> Given data
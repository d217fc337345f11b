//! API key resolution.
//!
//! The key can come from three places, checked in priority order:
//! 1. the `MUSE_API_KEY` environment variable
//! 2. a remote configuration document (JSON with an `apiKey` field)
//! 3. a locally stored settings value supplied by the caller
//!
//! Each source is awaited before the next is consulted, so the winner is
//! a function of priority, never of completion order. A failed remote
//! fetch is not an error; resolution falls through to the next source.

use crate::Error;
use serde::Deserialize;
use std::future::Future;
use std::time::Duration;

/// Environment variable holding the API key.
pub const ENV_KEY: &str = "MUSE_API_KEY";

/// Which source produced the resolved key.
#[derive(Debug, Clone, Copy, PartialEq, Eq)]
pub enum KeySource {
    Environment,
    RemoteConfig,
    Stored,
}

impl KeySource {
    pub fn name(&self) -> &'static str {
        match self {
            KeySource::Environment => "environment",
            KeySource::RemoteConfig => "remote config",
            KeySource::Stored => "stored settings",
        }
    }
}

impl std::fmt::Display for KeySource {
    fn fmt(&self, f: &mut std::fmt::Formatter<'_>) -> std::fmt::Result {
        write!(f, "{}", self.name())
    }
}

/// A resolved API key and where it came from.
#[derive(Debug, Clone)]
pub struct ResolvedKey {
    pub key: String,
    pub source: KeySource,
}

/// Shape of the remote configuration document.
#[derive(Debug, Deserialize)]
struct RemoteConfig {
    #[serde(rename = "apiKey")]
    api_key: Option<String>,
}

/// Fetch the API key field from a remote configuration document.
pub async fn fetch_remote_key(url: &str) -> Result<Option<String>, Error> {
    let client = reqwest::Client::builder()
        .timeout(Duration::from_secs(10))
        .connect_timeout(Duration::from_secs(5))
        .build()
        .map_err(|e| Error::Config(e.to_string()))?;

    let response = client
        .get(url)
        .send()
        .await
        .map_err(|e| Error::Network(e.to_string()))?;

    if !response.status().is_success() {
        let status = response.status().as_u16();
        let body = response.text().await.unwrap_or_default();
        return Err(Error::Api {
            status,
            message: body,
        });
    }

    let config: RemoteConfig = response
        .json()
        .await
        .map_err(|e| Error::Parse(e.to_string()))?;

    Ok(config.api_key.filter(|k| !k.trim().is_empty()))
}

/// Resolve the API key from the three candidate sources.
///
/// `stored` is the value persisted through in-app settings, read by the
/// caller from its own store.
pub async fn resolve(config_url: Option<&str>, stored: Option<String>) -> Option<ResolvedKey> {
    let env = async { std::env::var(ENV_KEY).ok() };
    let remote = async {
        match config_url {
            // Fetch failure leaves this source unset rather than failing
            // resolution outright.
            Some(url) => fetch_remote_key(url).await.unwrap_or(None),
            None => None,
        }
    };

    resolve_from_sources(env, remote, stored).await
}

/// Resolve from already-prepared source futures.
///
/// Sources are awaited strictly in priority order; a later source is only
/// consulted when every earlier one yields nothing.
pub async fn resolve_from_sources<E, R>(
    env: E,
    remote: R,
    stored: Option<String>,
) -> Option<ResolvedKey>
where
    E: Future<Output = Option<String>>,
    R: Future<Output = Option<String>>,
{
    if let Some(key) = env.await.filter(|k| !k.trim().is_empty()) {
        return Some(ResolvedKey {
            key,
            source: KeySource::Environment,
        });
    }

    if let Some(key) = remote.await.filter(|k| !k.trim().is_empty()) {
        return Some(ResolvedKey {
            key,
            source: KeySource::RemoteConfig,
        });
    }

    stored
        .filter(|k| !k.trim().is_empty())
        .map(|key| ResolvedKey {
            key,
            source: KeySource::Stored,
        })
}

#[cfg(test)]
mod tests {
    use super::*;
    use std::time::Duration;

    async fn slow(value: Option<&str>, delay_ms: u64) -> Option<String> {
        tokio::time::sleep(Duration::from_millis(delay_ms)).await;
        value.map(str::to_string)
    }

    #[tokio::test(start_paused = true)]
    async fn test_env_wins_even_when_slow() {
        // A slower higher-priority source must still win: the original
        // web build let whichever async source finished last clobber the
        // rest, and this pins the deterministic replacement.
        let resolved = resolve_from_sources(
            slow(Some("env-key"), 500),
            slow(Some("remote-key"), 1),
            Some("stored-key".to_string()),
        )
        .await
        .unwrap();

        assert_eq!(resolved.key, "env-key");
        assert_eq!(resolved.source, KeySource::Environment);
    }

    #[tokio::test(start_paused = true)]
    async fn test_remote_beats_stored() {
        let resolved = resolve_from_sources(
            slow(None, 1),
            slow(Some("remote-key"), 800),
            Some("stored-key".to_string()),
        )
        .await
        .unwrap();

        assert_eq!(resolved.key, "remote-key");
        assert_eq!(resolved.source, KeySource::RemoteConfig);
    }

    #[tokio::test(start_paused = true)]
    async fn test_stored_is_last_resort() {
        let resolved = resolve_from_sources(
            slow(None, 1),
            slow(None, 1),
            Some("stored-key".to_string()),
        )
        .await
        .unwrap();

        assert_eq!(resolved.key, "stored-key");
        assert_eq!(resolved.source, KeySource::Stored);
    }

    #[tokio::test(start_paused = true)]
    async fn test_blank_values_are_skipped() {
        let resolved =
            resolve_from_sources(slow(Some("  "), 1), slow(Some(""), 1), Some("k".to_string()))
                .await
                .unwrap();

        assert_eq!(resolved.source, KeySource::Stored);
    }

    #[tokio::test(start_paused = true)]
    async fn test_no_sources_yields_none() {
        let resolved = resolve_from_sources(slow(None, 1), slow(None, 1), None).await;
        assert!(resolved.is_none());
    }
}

...

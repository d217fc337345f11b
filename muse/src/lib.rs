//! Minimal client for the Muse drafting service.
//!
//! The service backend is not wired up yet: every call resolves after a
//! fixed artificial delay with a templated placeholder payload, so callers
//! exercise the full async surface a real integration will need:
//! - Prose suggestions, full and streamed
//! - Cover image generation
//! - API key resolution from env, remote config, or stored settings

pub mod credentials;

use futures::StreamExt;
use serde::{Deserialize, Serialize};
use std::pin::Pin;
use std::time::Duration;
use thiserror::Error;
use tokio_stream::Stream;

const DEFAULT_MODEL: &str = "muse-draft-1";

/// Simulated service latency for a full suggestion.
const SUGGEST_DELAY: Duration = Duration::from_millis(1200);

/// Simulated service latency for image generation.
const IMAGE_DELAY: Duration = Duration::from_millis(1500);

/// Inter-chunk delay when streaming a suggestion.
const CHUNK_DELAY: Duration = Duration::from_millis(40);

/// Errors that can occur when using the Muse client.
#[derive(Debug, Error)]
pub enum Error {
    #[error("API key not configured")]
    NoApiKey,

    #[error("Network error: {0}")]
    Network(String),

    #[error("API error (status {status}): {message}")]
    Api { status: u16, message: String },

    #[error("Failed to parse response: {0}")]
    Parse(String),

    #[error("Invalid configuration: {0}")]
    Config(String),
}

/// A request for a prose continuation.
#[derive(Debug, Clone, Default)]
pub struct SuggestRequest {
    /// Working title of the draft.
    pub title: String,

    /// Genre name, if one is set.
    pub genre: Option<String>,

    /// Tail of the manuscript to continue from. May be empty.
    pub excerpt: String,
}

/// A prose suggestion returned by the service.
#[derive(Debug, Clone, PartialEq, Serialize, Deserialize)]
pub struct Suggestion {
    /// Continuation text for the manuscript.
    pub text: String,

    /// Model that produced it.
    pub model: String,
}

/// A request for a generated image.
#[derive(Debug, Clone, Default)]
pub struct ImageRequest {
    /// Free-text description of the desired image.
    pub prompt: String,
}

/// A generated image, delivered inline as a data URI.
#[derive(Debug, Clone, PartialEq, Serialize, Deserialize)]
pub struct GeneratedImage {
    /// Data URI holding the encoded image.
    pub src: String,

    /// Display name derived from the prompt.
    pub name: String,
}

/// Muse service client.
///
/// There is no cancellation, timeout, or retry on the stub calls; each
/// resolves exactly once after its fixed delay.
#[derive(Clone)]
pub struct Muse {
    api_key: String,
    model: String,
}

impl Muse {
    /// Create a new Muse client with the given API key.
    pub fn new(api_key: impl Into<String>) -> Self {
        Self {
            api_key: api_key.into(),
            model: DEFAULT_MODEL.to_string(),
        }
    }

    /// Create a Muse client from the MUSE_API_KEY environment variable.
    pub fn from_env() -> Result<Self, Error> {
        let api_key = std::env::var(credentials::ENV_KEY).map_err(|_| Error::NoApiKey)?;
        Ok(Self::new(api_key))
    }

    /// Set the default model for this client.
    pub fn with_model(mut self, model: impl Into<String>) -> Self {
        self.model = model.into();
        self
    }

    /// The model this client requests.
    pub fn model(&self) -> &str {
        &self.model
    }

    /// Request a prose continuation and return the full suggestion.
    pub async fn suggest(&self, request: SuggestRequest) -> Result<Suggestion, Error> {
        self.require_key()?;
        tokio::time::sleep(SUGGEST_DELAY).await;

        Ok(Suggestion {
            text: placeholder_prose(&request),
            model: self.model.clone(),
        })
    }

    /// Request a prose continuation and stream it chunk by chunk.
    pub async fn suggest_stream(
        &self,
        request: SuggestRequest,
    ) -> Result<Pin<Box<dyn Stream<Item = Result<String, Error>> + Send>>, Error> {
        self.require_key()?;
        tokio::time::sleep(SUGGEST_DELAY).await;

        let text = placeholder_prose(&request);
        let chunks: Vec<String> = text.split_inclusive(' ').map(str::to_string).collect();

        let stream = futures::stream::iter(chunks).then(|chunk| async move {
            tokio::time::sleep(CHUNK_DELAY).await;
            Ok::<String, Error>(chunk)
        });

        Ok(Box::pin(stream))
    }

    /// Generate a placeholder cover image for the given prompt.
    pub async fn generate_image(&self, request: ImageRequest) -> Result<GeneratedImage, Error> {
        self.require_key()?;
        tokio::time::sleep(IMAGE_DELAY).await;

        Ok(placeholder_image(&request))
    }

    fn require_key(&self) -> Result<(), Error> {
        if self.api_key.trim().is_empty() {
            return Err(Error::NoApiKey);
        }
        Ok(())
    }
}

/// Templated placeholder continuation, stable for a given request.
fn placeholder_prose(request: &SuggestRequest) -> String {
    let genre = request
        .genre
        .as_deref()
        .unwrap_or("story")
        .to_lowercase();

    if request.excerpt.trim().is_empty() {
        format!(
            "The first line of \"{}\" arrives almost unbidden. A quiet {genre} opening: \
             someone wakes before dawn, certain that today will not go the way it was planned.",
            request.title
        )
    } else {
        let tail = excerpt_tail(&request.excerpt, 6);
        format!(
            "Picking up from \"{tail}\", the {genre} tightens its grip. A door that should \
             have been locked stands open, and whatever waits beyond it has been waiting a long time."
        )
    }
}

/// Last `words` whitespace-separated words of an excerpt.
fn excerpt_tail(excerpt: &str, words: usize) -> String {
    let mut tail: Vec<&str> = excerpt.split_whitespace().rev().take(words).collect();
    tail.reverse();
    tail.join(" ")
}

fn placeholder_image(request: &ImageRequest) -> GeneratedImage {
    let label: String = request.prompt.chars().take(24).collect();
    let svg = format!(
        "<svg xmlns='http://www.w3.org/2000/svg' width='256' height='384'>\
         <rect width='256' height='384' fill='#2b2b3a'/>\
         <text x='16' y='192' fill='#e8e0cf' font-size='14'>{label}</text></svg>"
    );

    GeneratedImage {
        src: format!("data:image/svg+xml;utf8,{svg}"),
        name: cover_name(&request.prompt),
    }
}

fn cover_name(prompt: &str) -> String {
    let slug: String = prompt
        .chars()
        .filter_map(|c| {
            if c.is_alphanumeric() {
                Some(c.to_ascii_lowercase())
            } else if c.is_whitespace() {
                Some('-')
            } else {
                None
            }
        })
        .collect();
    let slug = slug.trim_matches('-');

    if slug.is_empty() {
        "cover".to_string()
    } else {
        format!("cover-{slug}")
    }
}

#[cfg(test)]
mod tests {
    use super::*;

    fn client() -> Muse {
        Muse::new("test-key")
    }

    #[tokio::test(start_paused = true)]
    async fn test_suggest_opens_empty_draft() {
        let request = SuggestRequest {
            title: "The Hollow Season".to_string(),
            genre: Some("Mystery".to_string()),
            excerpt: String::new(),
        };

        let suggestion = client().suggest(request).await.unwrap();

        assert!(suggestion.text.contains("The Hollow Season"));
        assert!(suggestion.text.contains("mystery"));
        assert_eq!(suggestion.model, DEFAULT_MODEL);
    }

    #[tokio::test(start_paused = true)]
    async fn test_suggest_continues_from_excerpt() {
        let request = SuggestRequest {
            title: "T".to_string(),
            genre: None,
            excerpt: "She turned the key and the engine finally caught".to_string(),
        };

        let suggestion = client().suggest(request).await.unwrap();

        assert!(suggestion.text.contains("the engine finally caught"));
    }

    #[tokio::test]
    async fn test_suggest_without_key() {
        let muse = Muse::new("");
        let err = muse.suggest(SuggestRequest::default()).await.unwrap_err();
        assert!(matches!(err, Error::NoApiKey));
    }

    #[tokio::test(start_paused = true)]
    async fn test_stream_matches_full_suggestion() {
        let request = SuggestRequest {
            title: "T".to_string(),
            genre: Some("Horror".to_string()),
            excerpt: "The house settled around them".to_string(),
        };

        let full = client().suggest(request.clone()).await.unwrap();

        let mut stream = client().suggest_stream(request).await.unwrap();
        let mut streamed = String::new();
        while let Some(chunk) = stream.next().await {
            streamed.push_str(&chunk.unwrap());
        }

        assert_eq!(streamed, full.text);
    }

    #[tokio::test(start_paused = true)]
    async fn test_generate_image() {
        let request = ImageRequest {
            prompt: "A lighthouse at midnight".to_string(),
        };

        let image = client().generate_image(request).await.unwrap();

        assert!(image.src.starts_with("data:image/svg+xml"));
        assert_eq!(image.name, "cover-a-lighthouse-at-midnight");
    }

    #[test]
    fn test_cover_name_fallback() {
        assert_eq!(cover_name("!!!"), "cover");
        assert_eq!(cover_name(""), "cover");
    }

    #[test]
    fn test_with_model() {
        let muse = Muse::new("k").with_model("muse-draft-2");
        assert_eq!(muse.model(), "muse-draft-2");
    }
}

> Task prompt
Please state how many lines of the data hold the string "through", with nothing else in your reply.

> Task output
2